* _Task requirements_: Run through the records and show each line that includes the string "natural".

Records from a collection:
=== Section Start ===

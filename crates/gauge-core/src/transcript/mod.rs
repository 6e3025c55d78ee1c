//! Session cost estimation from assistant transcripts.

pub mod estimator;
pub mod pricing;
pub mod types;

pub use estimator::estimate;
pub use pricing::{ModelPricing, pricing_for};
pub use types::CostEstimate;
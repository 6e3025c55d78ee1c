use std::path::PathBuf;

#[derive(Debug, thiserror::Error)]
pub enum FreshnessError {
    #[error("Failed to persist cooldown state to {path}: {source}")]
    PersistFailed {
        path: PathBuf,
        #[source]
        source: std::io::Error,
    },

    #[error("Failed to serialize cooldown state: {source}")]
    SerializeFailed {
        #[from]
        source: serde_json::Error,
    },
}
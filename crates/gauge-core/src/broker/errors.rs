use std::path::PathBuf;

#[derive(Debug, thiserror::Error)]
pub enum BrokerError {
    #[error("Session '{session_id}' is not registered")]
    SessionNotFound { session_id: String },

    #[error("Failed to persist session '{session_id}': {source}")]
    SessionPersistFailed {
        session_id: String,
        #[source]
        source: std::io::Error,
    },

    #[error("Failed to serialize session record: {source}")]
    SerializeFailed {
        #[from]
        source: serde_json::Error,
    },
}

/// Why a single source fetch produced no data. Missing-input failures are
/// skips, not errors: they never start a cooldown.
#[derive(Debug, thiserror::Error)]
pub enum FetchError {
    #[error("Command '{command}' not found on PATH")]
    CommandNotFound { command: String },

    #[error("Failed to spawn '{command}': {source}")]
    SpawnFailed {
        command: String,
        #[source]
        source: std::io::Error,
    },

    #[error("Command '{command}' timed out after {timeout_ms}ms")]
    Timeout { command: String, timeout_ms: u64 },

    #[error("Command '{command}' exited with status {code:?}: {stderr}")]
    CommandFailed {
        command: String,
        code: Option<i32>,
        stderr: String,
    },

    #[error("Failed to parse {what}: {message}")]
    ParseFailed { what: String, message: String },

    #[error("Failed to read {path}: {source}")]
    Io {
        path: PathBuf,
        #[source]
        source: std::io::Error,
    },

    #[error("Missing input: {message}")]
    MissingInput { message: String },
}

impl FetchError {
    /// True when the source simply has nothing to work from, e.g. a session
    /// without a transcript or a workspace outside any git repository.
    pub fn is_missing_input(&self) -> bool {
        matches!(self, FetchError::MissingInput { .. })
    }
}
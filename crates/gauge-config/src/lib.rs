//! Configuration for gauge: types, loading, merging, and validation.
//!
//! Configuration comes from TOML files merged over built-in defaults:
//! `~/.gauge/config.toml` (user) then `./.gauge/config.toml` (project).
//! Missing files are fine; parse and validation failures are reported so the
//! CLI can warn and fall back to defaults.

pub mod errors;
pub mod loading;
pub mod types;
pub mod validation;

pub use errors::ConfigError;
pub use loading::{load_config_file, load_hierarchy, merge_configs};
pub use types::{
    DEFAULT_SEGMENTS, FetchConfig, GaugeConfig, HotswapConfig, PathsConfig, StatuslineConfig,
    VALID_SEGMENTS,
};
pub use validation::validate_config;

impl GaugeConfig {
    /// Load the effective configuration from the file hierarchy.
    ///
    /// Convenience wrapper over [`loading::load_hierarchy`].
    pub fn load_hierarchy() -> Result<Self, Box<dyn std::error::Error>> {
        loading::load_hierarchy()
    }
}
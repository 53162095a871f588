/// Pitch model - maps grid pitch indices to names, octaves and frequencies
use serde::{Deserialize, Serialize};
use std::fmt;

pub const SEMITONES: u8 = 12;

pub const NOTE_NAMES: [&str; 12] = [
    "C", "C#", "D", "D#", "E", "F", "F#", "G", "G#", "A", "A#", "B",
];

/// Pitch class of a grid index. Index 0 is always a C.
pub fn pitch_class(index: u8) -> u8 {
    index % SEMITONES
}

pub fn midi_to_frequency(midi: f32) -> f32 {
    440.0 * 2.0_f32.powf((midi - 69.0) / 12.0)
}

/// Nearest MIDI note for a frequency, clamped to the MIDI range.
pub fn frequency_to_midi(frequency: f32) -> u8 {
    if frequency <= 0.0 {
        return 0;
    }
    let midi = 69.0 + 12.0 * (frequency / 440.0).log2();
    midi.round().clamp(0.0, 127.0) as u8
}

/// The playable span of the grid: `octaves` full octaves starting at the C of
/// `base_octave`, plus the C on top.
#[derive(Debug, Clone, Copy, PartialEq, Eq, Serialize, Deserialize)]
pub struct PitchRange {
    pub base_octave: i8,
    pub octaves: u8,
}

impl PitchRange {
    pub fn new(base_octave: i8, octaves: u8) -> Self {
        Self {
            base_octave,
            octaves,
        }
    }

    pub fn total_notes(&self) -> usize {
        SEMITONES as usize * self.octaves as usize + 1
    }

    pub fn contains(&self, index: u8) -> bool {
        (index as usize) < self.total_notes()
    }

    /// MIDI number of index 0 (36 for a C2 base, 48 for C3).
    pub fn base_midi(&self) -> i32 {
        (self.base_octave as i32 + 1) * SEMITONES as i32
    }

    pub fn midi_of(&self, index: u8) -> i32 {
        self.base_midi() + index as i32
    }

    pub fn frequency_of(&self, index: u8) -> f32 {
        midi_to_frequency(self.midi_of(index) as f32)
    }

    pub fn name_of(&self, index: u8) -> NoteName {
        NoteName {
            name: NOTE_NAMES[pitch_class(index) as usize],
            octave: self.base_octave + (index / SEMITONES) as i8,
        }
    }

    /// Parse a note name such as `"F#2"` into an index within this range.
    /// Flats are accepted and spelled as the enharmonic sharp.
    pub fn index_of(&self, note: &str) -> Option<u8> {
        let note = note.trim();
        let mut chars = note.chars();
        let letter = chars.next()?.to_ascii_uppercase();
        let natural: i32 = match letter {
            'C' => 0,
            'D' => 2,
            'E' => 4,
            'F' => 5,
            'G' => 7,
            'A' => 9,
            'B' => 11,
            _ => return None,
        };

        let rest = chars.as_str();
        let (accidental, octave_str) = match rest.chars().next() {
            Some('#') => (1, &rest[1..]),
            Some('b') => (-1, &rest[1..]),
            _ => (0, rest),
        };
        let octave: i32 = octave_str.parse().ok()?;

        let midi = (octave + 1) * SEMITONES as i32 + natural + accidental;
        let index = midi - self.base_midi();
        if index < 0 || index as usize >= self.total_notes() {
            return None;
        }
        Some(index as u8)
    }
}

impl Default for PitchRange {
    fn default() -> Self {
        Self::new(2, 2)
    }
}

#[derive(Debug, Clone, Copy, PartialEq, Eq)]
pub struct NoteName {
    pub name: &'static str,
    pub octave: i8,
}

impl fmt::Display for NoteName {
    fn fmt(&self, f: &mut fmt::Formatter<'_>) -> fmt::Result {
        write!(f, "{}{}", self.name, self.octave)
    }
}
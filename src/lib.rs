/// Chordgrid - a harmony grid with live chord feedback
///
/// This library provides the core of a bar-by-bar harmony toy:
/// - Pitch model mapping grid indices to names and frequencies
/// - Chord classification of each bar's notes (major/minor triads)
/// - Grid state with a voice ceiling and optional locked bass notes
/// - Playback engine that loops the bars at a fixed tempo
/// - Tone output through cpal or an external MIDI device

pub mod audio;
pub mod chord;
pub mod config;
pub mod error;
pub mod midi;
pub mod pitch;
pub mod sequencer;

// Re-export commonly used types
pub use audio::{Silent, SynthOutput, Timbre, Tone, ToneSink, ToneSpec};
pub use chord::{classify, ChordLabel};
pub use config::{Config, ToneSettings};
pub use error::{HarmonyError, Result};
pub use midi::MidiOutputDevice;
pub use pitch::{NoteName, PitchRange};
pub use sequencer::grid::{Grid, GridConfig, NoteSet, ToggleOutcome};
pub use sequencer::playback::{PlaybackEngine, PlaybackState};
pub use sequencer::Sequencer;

=== Section End ===

* _Answer to this problem_:
        let natural: i32 = match letter {
        let midi = (octave + 1) * SEMITONES as i32 + natural + accidental;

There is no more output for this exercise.